9. Autonomous Underwater Vehicle according to claim 5, it is characterized in that, be provided with fixed structure in described automatically controlled cabin and be installed on the lithium battery of described fixed structure, nine axle inertia sensing unit modules, image procossing panel, master board, motor driver and impeller driven module; Described lithium battery, nine axle inertia sensing unit modules, image procossing panel, motor driver and described impeller driven module are all communicatively coupled to described master board, described image procossing panel is communicatively coupled to described photographic head and described lithium battery, described motor driver is communicatively coupled to described pitching balance adjustment mechanism and described rolling balance adjustment mechanism, and described impeller driven module is communicatively coupled to described vertical pusher and described horizontal propulsion device.

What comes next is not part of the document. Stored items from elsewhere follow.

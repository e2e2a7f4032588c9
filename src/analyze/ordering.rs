//! Episode ordering (§4.3.6): three strategies — individual episode
//! playlists, Play-All decomposition, and chapter splitting — selected by
//! what evidence the disc actually offers.

use std::collections::{BTreeMap, HashMap, HashSet};

use crate::model::{Category, Episode, Label, Playlist, SegmentKey, SegmentRef};

const EPISODE_MIN_S: f64 = 600.0;
const EPISODE_ITEM_MIN_S: f64 = 300.0;
const BODY_SIGNATURE_QUANT_MS: f64 = 5000.0;
const CHAPTER_MIN_COUNT: usize = 4;
const ESTIMATED_EPISODE_DURATION_MS: f64 = 25.0 * 60.0 * 1000.0;
const TARGET_MIN_RATIO: f64 = 0.6;
const TARGET_MAX_RATIO: f64 = 1.4;
const PLAY_ALL_DOMINANCE_RATIO: f64 = 1.5;

fn make_segment_ref(pi: &crate::model::PlayItem, quant_ms: f64) -> SegmentRef {
    SegmentRef {
        key: pi.segment_key(quant_ms),
        clip_id: pi.clip_id.clone(),
        in_ms: pi.in_ms(),
        out_ms: pi.out_ms(),
        label: pi.label,
    }
}

/// The playlist's Body-labeled segments, quantized coarsely, used to detect
/// playlists that differ only in bumper/legal padding around the same body.
/// Falls back to the full (finely quantized) segment signature when the
/// playlist has no Body-labeled item at all.
fn body_signature(pl: &Playlist, quant_ms: f64) -> Vec<SegmentKey> {
    let body: Vec<SegmentKey> = pl
        .play_items
        .iter()
        .filter(|pi| pi.label == Label::Body)
        .map(|pi| pi.segment_key(BODY_SIGNATURE_QUANT_MS))
        .collect();
    if !body.is_empty() {
        body
    } else {
        pl.play_items.iter().map(|pi| pi.segment_key(quant_ms)).collect()
    }
}

/// Collapse playlists that share a body signature to the longest one (the
/// edition most likely to include its full content rather than a trimmed
/// re-release or a director's-cut variant sharing most of the same body).
fn collapse_body_equivalent_variants(playlists: &[&Playlist], quant_ms: f64) -> Vec<Playlist> {
    let mut by_sig: HashMap<Vec<SegmentKey>, Playlist> = HashMap::new();
    for &pl in playlists {
        let sig = body_signature(pl, quant_ms);
        match by_sig.get(&sig) {
            Some(current) if current.duration_ms() >= pl.duration_ms() => {}
            _ => {
                by_sig.insert(sig, pl.clone());
            }
        }
    }
    by_sig.into_values().collect()
}

fn episodes_from_individual(episode_playlists: &[&Playlist], quant_ms: f64) -> Vec<Episode> {
    let collapsed = collapse_body_equivalent_variants(episode_playlists, quant_ms);

    fn sort_key(pl: &Playlist) -> String {
        pl.play_items
            .iter()
            .find(|pi| pi.label == Label::Body)
            .or_else(|| pl.play_items.first())
            .map(|pi| pi.clip_id.clone())
            .unwrap_or_default()
    }

    let mut sorted = collapsed;
    sorted.sort_by(|a, b| sort_key(a).cmp(&sort_key(b)));

    sorted
        .into_iter()
        .enumerate()
        .map(|(idx, pl)| {
            let segments: Vec<SegmentRef> =
                pl.play_items.iter().map(|pi| make_segment_ref(pi, quant_ms)).collect();
            Episode {
                episode: (idx + 1) as u32,
                playlist: pl.mpls.clone(),
                duration_ms: pl.duration_ms(),
                confidence: 0.9,
                segments,
                scenes: Vec::new(),
            }
        })
        .collect()
}

fn episodes_from_play_all(play_all: &Playlist, quant_ms: f64) -> Vec<Episode> {
    let mut episodes = Vec::new();
    for pi in &play_all.play_items {
        if pi.duration_s() >= EPISODE_ITEM_MIN_S {
            episodes.push(Episode {
                episode: (episodes.len() + 1) as u32,
                playlist: play_all.mpls.clone(),
                duration_ms: pi.duration_ms(),
                confidence: 0.7,
                segments: vec![make_segment_ref(pi, quant_ms)],
                scenes: Vec::new(),
            });
        }
    }
    episodes
}

/// Split a single long playlist's chapter marks into plausible episode-length
/// blocks, targeting a ~25-minute episode length and accepting a block once
/// it's closer to that target than the next chapter boundary would be (or it
/// has already overshot the acceptable window).
fn episodes_from_chapters(playlist: &Playlist) -> Vec<Episode> {
    if playlist.marks.len() < CHAPTER_MIN_COUNT {
        return Vec::new();
    }
    let Some(main_item) = playlist.play_items.first() else {
        return Vec::new();
    };

    let chapter_ms: Vec<f64> = playlist.marks.iter().map(|m| m.timestamp_ms()).collect();
    let total_ms = playlist.duration_ms();
    let estimated_count = ((total_ms / ESTIMATED_EPISODE_DURATION_MS).round() as i64).max(1);
    if estimated_count <= 1 {
        return Vec::new();
    }
    let target_ms = total_ms / estimated_count as f64;
    let min_block_ms = target_ms * TARGET_MIN_RATIO;
    let max_block_ms = target_ms * TARGET_MAX_RATIO;

    let mut episodes: Vec<Episode> = Vec::new();
    let mut block_start_ms = chapter_ms[0];

    let make_episode = |episode: u32, start_ms: f64, end_ms: f64| -> Episode {
        let key = SegmentKey::Clip {
            clip_id: main_item.clip_id.clone(),
            in_ms: start_ms.round() as i64,
            out_ms: end_ms.round() as i64,
        };
        let segment = SegmentRef {
            key,
            clip_id: main_item.clip_id.clone(),
            in_ms: start_ms,
            out_ms: end_ms,
            label: Label::Body,
        };
        Episode {
            episode,
            playlist: playlist.mpls.clone(),
            duration_ms: end_ms - start_ms,
            confidence: 0.6,
            segments: vec![segment],
            scenes: Vec::new(),
        }
    };

    for i in 1..chapter_ms.len() {
        let block_ms = chapter_ms[i] - block_start_ms;
        if block_ms < min_block_ms {
            continue;
        }
        let undershoot = (block_ms - target_ms).abs();
        let overshoot = if i + 1 < chapter_ms.len() {
            (chapter_ms[i + 1] - block_start_ms - target_ms).abs()
        } else {
            f64::INFINITY
        };
        if undershoot <= overshoot || block_ms > max_block_ms {
            episodes.push(make_episode((episodes.len() + 1) as u32, block_start_ms, chapter_ms[i]));
            block_start_ms = chapter_ms[i];
        }
    }

    let remaining_ms = main_item.out_ms() - block_start_ms;
    if remaining_ms >= min_block_ms {
        episodes.push(make_episode((episodes.len() + 1) as u32, block_start_ms, main_item.out_ms()));
    }

    if (episodes.len() as i64 - estimated_count).abs() <= 1 && episodes.len() >= 2 {
        episodes
    } else {
        Vec::new()
    }
}

/// Choose the episode-ordering strategy and run it. `classifications` and
/// `play_all_names` must come from the classification/Play-All detection
/// stages run over the same `playlists` slice.
pub fn order_episodes(
    playlists: &[Playlist],
    play_all_names: &[String],
    classifications: &BTreeMap<String, Category>,
    quant_ms: f64,
) -> Vec<Episode> {
    let play_all_set: HashSet<&str> = play_all_names.iter().map(String::as_str).collect();

    let has_classified_episodes = classifications.values().any(|c| *c == Category::Episode);
    let individual_eps: Vec<&Playlist> = if has_classified_episodes {
        playlists
            .iter()
            .filter(|pl| {
                !play_all_set.contains(pl.mpls.as_str())
                    && classifications.get(&pl.mpls) == Some(&Category::Episode)
            })
            .collect()
    } else {
        playlists
            .iter()
            .filter(|pl| !play_all_set.contains(pl.mpls.as_str()) && pl.duration_s() >= EPISODE_MIN_S)
            .collect()
    };

    let mut pa_episodes: Vec<Episode> = Vec::new();
    let play_all_playlists: Vec<&Playlist> =
        playlists.iter().filter(|pl| play_all_set.contains(pl.mpls.as_str())).collect();
    if let Some(&best_pa) = play_all_playlists
        .iter()
        .max_by(|a, b| a.duration_ms().partial_cmp(&b.duration_ms()).unwrap())
    {
        pa_episodes = episodes_from_play_all(best_pa, quant_ms);
        if pa_episodes.len() <= 1 && !best_pa.marks.is_empty() {
            let chapter_episodes = episodes_from_chapters(best_pa);
            if chapter_episodes.len() > pa_episodes.len() {
                pa_episodes = chapter_episodes;
            }
        }
    }

    if !individual_eps.is_empty() && !pa_episodes.is_empty() {
        let avg_individual: f64 =
            individual_eps.iter().map(|p| p.duration_ms()).sum::<f64>() / individual_eps.len() as f64;
        let avg_pa: f64 =
            pa_episodes.iter().map(|e| e.duration_ms).sum::<f64>() / pa_episodes.len() as f64;
        if pa_episodes.len() > individual_eps.len() && avg_pa > avg_individual * PLAY_ALL_DOMINANCE_RATIO {
            return pa_episodes;
        }
        return episodes_from_individual(&individual_eps, quant_ms);
    }

    if !individual_eps.is_empty() {
        if individual_eps.len() == 1 {
            let chapter_episodes = episodes_from_chapters(individual_eps[0]);
            if chapter_episodes.len() >= 2 {
                return chapter_episodes;
            }
        }
        return episodes_from_individual(&individual_eps, quant_ms);
    }

    pa_episodes
}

10. the control method of an Autonomous Underwater Vehicle, it is characterised in that the control method of described Autonomous Underwater Vehicle comprises the following steps:

Autonomous Underwater Vehicle is put into predeterminable area, controls system and control rolling balance adjustment mechanism and the balance of the pitching balance adjustment mechanism described Autonomous Underwater Vehicle of adjustment;

Described control systems organization path, and control described Autonomous Underwater Vehicle along path planning navigate by water;

Judge whether to run into barrier;

When described Autonomous Underwater Vehicle runs into barrier, described control system programme path again, and control described Autonomous Underwater Vehicle again along path planning navigation, when described Autonomous Underwater Vehicle does not run into barrier, described control system controls described Autonomous Underwater Vehicle and navigates by water along initial planning path;

The image information of described control system acquired disturbance thing and positional information, and carry out to described positional information corresponding judging according to described image information.